JR : Je m’intéresse aux traditions orales et aux documents anciens. Je suis toujours en quête du légendaire d’un lieu ou d’une région, surtout quand il prend progressivement la dimension d’un mythe, comme dans le cas de la région de Rennes le Château. Je passe beaucoup de temps à compulser des archives, que je collectionne, et la région Occitanie à la particularité de disposer de plusieurs fonds d’archives exceptionnels, en particulier dans les villes d’origine médiévales. C’est souvent dans une archive, un texte, que je trouve l’origine d’un futur roman. Ainsi, le thème des « Ressuscités » provient d’un récit manuscrit médiéval qui raconte l’incroyable histoire vraie d’un chevalier, neveu de la Reine, censé être mort au combat et qui ressuscite des années après en plein Paris… Un merveilleux sujet pour un roman !
On devine en vous lisant le plaisir que vous prenez à jouer avec la curiosité et l’excitation du lecteur…
EG : C’est le propre du thriller !
JR : C’est un jeu du chat de la souris qui fait le bonheur de nos lecteurs, mais aussi le nôtre, car on y retrouve son âme d’enfant. Ensuite, d’un point de vue narratif, c’est un subtil dosage entre le désir d’égarer le lecteur pour son plus grand plaisir et la volonté de ne pas le perdre…
L’un est journaliste, l’autre historien : avez-vous l’ambition de distraire autant que de transmettre des connaissances ?
JR : La rigueur est au cœur de notre formation intellectuelle. Nous créons toujours des intrigues à partir d’éléments vérifiés et l’ambiance d’une époque est écrite au plus près des savoirs les plus récents. C’est en créant ce pacte de confiance avec le lecteur qu’on peut développer une fiction et transformer l’imaginaire en plaisir de lecture.
EG : Je suis ex-journaliste ! Nous avons en effet cette ambition, et aussi celle de faire réfléchir sur certains sujets. Nous adorons quand les lecteurs nous envoient leurs propres recherches à l’issue de leur lecture.
Lorsque vous écrivez en solo, comme pour vos derniers livres, l’autre est-il le premier et plus « fiable » lecteur ?
JR : Nous avons choisi, cette fois-ci, d’écrire intégralement en solo, sans le regard de l’autre. Nous avons découvert les livres de chacun quand le manuscrit a été définitif. Cette « solitude » d’écriture nous a ainsi permis d’exprimer plus nettement des choix narratifs, plus difficiles à réaliser, en duo. J’ai toujours voulu écrire une saga centrée sur des personnages d’une famille, c’est ce que j’ai pu faire en plaçant l’action au cœur de la famille royale de l’époque, celle de Philippe le Bel, celle des Rois maudits.

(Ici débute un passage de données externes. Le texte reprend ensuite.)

fn decode_base(el: &XmlElement) -> LayerBase {
    let mut base = LayerBase {
        id: el.string_value("id").unwrap_or_else(generate_layer_id),
        name: el.string_value("name").unwrap_or_default(),
        position: el
            .string_value("position")
            .and_then(|s| parse_point(&s))
            .unwrap_or(Vec2::ZERO),
        size: el
            .string_value("bounds")
            .and_then(|s| parse_bounds_size(&s))
            .or_else(|| el.string_value("size").and_then(|s| parse_size(&s)))
            .unwrap_or(Size::ZERO),
        z_position: el.f64_value("zPosition"),
        rotation: el.f64_value("rotation"),
        rotation_x: el.f64_value("rotationX"),
        rotation_y: el.f64_value("rotationY"),
        anchor_point: el.string_value("anchorPoint").and_then(|s| parse_point(&s)),
        opacity: el.f64_value("opacity"),
        // Only an explicit hidden="true" survives; anything else is the
        // default (visible), kept absent so re-encoding stays terse.
        visible: match el.string_value("hidden").as_deref() {
            Some("true") => Some(false),
            _ => None,
        },
        background_color: el.string_value("backgroundColor"),
        background_opacity: el.f64_value("backgroundOpacity"),
        border_color: el.string_value("borderColor"),
        border_width: el.f64_value("borderWidth"),
        corner_radius: el.f64_value("cornerRadius"),
        blend_mode: el.string_value("blendMode"),
        filters: decode_filters(el),
        masks_to_bounds: el.int_value("masksToBounds"),
        geometry_flipped: el.int_value("geometryFlipped"),
        children: None,
        animations: decode_animations(el),
    };

    let container = el.child("sublayers").or_else(|| el.child("children"));
    if let Some(container) = container {
        let children: Vec<Layer> = container.children.iter().map(decode_layer).collect();
        // Empty container collapses to a leaf; the encoder omits empty
        // sublayer blocks, so this is where the round trip closes.
        if !children.is_empty() {
            base.children = Some(children);
        }
    }

    base
}
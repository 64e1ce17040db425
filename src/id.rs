//! Layer id generation.
//!
//! Ids are 12-character lowercase hex tokens. They are generated once at layer
//! creation and never reused; cloning a subtree regenerates every id in it.

/// Generate a fresh layer id: 12 lowercase hex chars drawn from a v4 UUID.
pub fn generate_layer_id() -> String {
    let uuid = uuid::Uuid::new_v4();
    let hex = uuid.simple().to_string();
    hex[..12].to_string()
}
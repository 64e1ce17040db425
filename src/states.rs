//! Named states and per-(target, key path) property overrides.
//!
//! A state is a name; its content is a list of overrides relative to the
//! Base State. The Base State itself never carries overrides: it is the
//! reference point every other state diverges from.

use std::collections::BTreeMap;

use crate::{layer::Layer, tree::update_in_tree};

/// The implicit reference state. Always present, never overridden.
pub const BASE_STATE: &str = "Base State";

/// Override payloads are dynamically typed on the wire; the model keeps
/// them as an explicit tagged value instead.
#[derive(Clone, Debug, PartialEq, serde::Serialize, serde::Deserialize)]
pub enum OverrideValue {
    String(String),
    Real(f64),
    Integer(i64),
}

impl OverrideValue {
    pub fn as_f64(&self) -> Option<f64> {
        match self {
            Self::Real(v) => Some(*v),
            Self::Integer(v) => Some(*v as f64),
            Self::String(_) => None,
        }
    }
}

#[derive(Clone, Debug, PartialEq, serde::Serialize, serde::Deserialize)]
pub struct StateOverride {
    pub target_id: String,
    pub key_path: String,
    pub value: OverrideValue,
}

/// All overrides in a document, grouped by state name. No entry for the
/// Base State, ever.
pub type StateOverrides = BTreeMap<String, Vec<StateOverride>>;

/// Project the base tree into the given state.
///
/// Returns a new tree with every overridden field replaced. The Base State,
/// an unknown state, or an override against a missing layer all degrade to
/// the identity on the affected part.
pub fn apply_overrides(layers: &[Layer], overrides: &StateOverrides, state: &str) -> Vec<Layer> {
    if state == BASE_STATE {
        return layers.to_vec();
    }
    let Some(entries) = overrides.get(state) else {
        return layers.to_vec();
    };

    let mut out = layers.to_vec();
    for entry in entries {
        out = update_in_tree(&out, &entry.target_id, &|layer| {
            apply_key_path(layer, &entry.key_path, &entry.value);
        });
    }
    out
}

/// Apply one override value onto a layer field. Unknown key paths and
/// value/field type mismatches are ignored.
pub fn apply_key_path(layer: &mut Layer, key_path: &str, value: &OverrideValue) {
    let base = layer.base_mut();
    match key_path {
        "position.x" => {
            if let Some(v) = value.as_f64() {
                base.position.x = v;
            }
        }
        "position.y" => {
            if let Some(v) = value.as_f64() {
                base.position.y = v;
            }
        }
        "bounds.size.width" => {
            if let Some(v) = value.as_f64() {
                base.size.w = v;
            }
        }
        "bounds.size.height" => {
            if let Some(v) = value.as_f64() {
                base.size.h = v;
            }
        }
        "opacity" => {
            if let Some(v) = value.as_f64() {
                base.opacity = Some(v);
            }
        }
        "zPosition" => {
            if let Some(v) = value.as_f64() {
                base.z_position = Some(v);
            }
        }
        "cornerRadius" => {
            if let Some(v) = value.as_f64() {
                base.corner_radius = Some(v);
            }
        }
        "transform.rotation.z" | "transform.rotation" => {
            if let Some(v) = value.as_f64() {
                base.rotation = Some(v);
            }
        }
        "transform.rotation.x" => {
            if let Some(v) = value.as_f64() {
                base.rotation_x = Some(v);
            }
        }
        "transform.rotation.y" => {
            if let Some(v) = value.as_f64() {
                base.rotation_y = Some(v);
            }
        }
        "backgroundColor" => {
            if let OverrideValue::String(s) = value {
                base.background_color = Some(s.clone());
            }
        }
        "hidden" => {
            if let Some(v) = value.as_f64() {
                base.visible = Some(v == 0.0);
            }
        }
        _ => {}
    }
}

/// Upsert an override for `(target_id, key_path)` in `state`.
///
/// Editing overrides while on the Base State is a no-op by definition.
pub fn update_state_override(
    overrides: &mut StateOverrides,
    state: &str,
    target_id: &str,
    key_path: &str,
    value: OverrideValue,
) {
    if state == BASE_STATE {
        return;
    }
    let entries = overrides.entry(state.to_string()).or_default();
    if let Some(existing) = entries
        .iter_mut()
        .find(|o| o.target_id == target_id && o.key_path == key_path)
    {
        existing.value = value;
    } else {
        entries.push(StateOverride {
            target_id: target_id.to_string(),
            key_path: key_path.to_string(),
            value,
        });
    }
}

pub fn remove_state_override(
    overrides: &mut StateOverrides,
    state: &str,
    target_id: &str,
    key_path: &str,
) {
    if let Some(entries) = overrides.get_mut(state) {
        entries.retain(|o| !(o.target_id == target_id && o.key_path == key_path));
        if entries.is_empty() {
            overrides.remove(state);
        }
    }
}

/// Resolve the state to render for a base name plus an optional appearance
/// suffix (`"Light"`/`"Dark"`). Fallback chain: suffixed name if it exists,
/// then the unsuffixed name, then the Base State.
pub fn effective_state_name(states: &[String], base: &str, appearance: Option<&str>) -> String {
    if let Some(appearance) = appearance {
        let suffixed = format!("{base} {appearance}");
        if states.iter().any(|s| s == &suffixed) {
            return suffixed;
        }
    }
    if states.iter().any(|s| s == base) {
        return base.to_string();
    }
    BASE_STATE.to_string()
}

#[derive(Clone, Debug, PartialEq, serde::Serialize, serde::Deserialize)]
pub struct TransitionElement {
    pub target_id: String,
    pub key_path: String,
    pub animation: Option<String>,
}

/// A derived description of what changes between two states. Never
/// hand-edited; rebuilt from the override sets at serialization time.
#[derive(Clone, Debug, PartialEq, serde::Serialize, serde::Deserialize)]
pub struct Transition {
    pub from_state: String,
    pub to_state: String,
    pub elements: Vec<TransitionElement>,
}

/// On the wire the Base State appears as `*` in transition endpoints.
pub fn transition_state_name(state: &str) -> &str {
    if state == BASE_STATE { "*" } else { state }
}

/// Build transition descriptors for every ordered pair of distinct states.
///
/// An element is listed when the `(target, key path)` value differs between
/// the two endpoint states; an override present on only one side counts as
/// differing (the other side holds the base value).
pub fn derive_transitions(states: &[String], overrides: &StateOverrides) -> Vec<Transition> {
    let empty: Vec<StateOverride> = Vec::new();
    let mut out = Vec::new();

    for from in states {
        for to in states {
            if from == to {
                continue;
            }
            let from_entries = overrides.get(from).unwrap_or(&empty);
            let to_entries = overrides.get(to).unwrap_or(&empty);

            let mut keys: Vec<(String, String)> = Vec::new();
            for entry in from_entries.iter().chain(to_entries) {
                let key = (entry.target_id.clone(), entry.key_path.clone());
                if !keys.contains(&key) {
                    keys.push(key);
                }
            }

            let mut elements = Vec::new();
            for (target_id, key_path) in keys {
                let a = from_entries
                    .iter()
                    .find(|o| o.target_id == target_id && o.key_path == key_path)
                    .map(|o| &o.value);
                let b = to_entries
                    .iter()
                    .find(|o| o.target_id == target_id && o.key_path == key_path)
                    .map(|o| &o.value);
                if a != b {
                    elements.push(TransitionElement {
                        target_id,
                        key_path,
                        animation: None,
                    });
                }
            }

            if !elements.is_empty() {
                out.push(Transition {
                    from_state: transition_state_name(from).to_string(),
                    to_state: transition_state_name(to).to_string(),
                    elements,
                });
            }
        }
    }

    out
}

Vous fêtez 20 ans d’amitié et de travail en collaboration : que diriez-vous, chacun, de l’autre, de ce qu’il apporte au tandem que vous formez ?
EG : Jacques est ma deuxième moitié de cerveau.
JR : Éric a la capacité presque instantanée de distinguer un bon sujet de livre et celle de voir aussitôt ce qui ne va pas dans un chapitre, un personnage pas développé, une description trop longue… De plus, il incarne très bien, par l’écriture, un personnage comme c’est le cas pour le personnage féminin d’Agathe dans son roman. Quand je lisais les dialogues où elle intervenait, je croyais l’entendre parler.